_Excerpted records_:

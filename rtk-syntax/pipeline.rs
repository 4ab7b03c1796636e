//! One document's highlighting session: edit tracking, parse tree and
//! highlighter wired to a host buffer.

use std::{
  ops::Range,
  sync::Arc,
};

use ropey::Rope;
use rtk_event::{
  Executor,
  Scheduler,
};
use thiserror::Error;

use crate::{
  buffer::HostBuffer,
  edit::{
    ContentChange,
    EditError,
    EditTracker,
  },
  highlighter::{
    Highlighter,
    TextTarget,
  },
  resolver::SyntaxTokenResolver,
  style::{
    DiagnosticsSink,
    NullDiagnostics,
    StyleMap,
  },
  syntax::{
    ParseOptions,
    SyntaxError,
    SyntaxState,
    SyntaxTree,
    grammar::Loader,
  },
};

#[derive(Debug, Clone, PartialEq, Eq, Error)]
pub enum PipelineError {
  #[error(transparent)]
  Edit(#[from] EditError),
  #[error(transparent)]
  Syntax(#[from] SyntaxError),
}

pub type Result<T> = std::result::Result<T, PipelineError>;

#[derive(Debug)]
pub struct Pipeline {
  buffer:      Arc<dyn HostBuffer>,
  loader:      Arc<Loader>,
  options:     ParseOptions,
  tracker:     EditTracker,
  syntax:      SyntaxState,
  highlighter: Highlighter,
}

impl Pipeline {
  /// Builds the session over the current buffer contents and parses it. The
  /// parse invalidates the whole document, the first styling happens on the
  /// next scheduler turn.
  pub fn new(
    buffer: Arc<dyn HostBuffer>,
    loader: Arc<Loader>,
    styles: StyleMap,
    scheduler: Arc<dyn Scheduler>,
    executor: Arc<dyn Executor>,
    options: ParseOptions,
  ) -> Result<Self> {
    Self::with_diagnostics(
      buffer,
      loader,
      styles,
      scheduler,
      executor,
      options,
      Arc::new(NullDiagnostics),
    )
  }

  pub fn with_diagnostics(
    buffer: Arc<dyn HostBuffer>,
    loader: Arc<Loader>,
    styles: StyleMap,
    scheduler: Arc<dyn Scheduler>,
    executor: Arc<dyn Executor>,
    options: ParseOptions,
    diagnostics: Arc<dyn DiagnosticsSink>,
  ) -> Result<Self> {
    let len = buffer.len_chars();
    let syntax = new_syntax(&*buffer, &loader, &options);
    let highlighter = Highlighter::new(
      buffer.clone(),
      Arc::new(SyntaxTokenResolver::new(&syntax)),
      styles,
      diagnostics,
      scheduler,
      executor,
    );
    connect(&syntax, &highlighter);
    syntax.parse()?;
    Ok(Self {
      buffer,
      loader,
      options,
      tracker: EditTracker::new(len),
      syntax,
      highlighter,
    })
  }

  pub fn syntax(&self) -> &SyntaxState {
    &self.syntax
  }

  pub fn highlighter(&self) -> &Highlighter {
    &self.highlighter
  }

  pub fn buffer(&self) -> &Arc<dyn HostBuffer> {
    &self.buffer
  }

  pub fn tracker(&self) -> &EditTracker {
    &self.tracker
  }

  /// The host is about to replace `range`.
  pub fn will_change(&mut self, range: Range<usize>) -> Result<()> {
    if let Err(err) = self.tracker.will_change(range) {
      self.recover(&err);
      return Err(err.into());
    }
    Ok(())
  }

  /// The host replaced `change.range` with `change.text`.
  pub fn did_change(&mut self, change: &ContentChange) -> Result<()> {
    let edit = match self.tracker.did_change(change) {
      Ok(edit) => edit,
      Err(err) => {
        self.recover(&err);
        return Err(err.into());
      },
    };
    self.highlighter.did_change_content(&edit);
    let result = self.syntax.apply_edit(&edit, &change.text);
    self.parsed(result)
  }

  /// Re-reads the whole buffer, for hosts that swap the text out wholesale.
  pub fn replace_content(&mut self) -> Result<()> {
    let len = self.buffer.len_chars();
    let text = self.buffer.substring(0..len);
    self.tracker.reset(len);
    // offsets of outstanding results refer to the old text
    self.highlighter.cancel_requests();
    let result = self.syntax.replace_content(&text);
    self.parsed(result)
  }

  pub fn invalidate(&self, target: TextTarget) {
    self.highlighter.invalidate(target);
  }

  /// Starts over from the buffer contents: fresh tracker and syntax state,
  /// base attributes everywhere, then a full parse. Resolvers holding the
  /// old state fail with `StateInvalid` from now on.
  pub fn reset(&mut self) -> Result<()> {
    let len = self.buffer.len_chars();
    self.tracker = EditTracker::new(len);
    let syntax = new_syntax(&*self.buffer, &self.loader, &self.options);
    self
      .highlighter
      .set_resolver(Arc::new(SyntaxTokenResolver::new(&syntax)));
    connect(&syntax, &self.highlighter);
    self.syntax = syntax;
    self.highlighter.revert_to_base(TextTarget::All);
    self.syntax.parse()?;
    Ok(())
  }

  fn parsed(&self, result: std::result::Result<(), SyntaxError>) -> Result<()> {
    match result {
      Ok(()) => Ok(()),
      Err(err @ SyntaxError::ParseTimeout { .. }) => {
        tracing::warn!(%err, "dropping highlights");
        self.highlighter.revert_to_base(TextTarget::All);
        Err(err.into())
      },
      Err(err) => Err(err.into()),
    }
  }

  fn recover(&mut self, err: &EditError) {
    tracing::error!(%err, "edit notifications out of sync, resetting the session");
    if let Err(err) = self.reset() {
      tracing::error!(%err, "reset failed");
    }
  }
}

fn new_syntax(buffer: &dyn HostBuffer, loader: &Arc<Loader>, options: &ParseOptions) -> SyntaxState {
  let text = buffer.substring(0..buffer.len_chars());
  SyntaxState::new(SyntaxTree::new(
    Rope::from_str(&text),
    loader.clone(),
    options.clone(),
  ))
}

fn connect(syntax: &SyntaxState, highlighter: &Highlighter) {
  let highlighter = highlighter.clone();
  syntax.set_invalidation_handler(move |set| highlighter.invalidate(TextTarget::Set(set)));
}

_Your assignment_: Gather, from the listing above, every line carrying the word "EditTracker".

_Answer to this task_:
    EditTracker,
  tracker:     EditTracker,
      tracker: EditTracker::new(len),
  pub fn tracker(&self) -> &EditTracker {
    self.tracker = EditTracker::new(len);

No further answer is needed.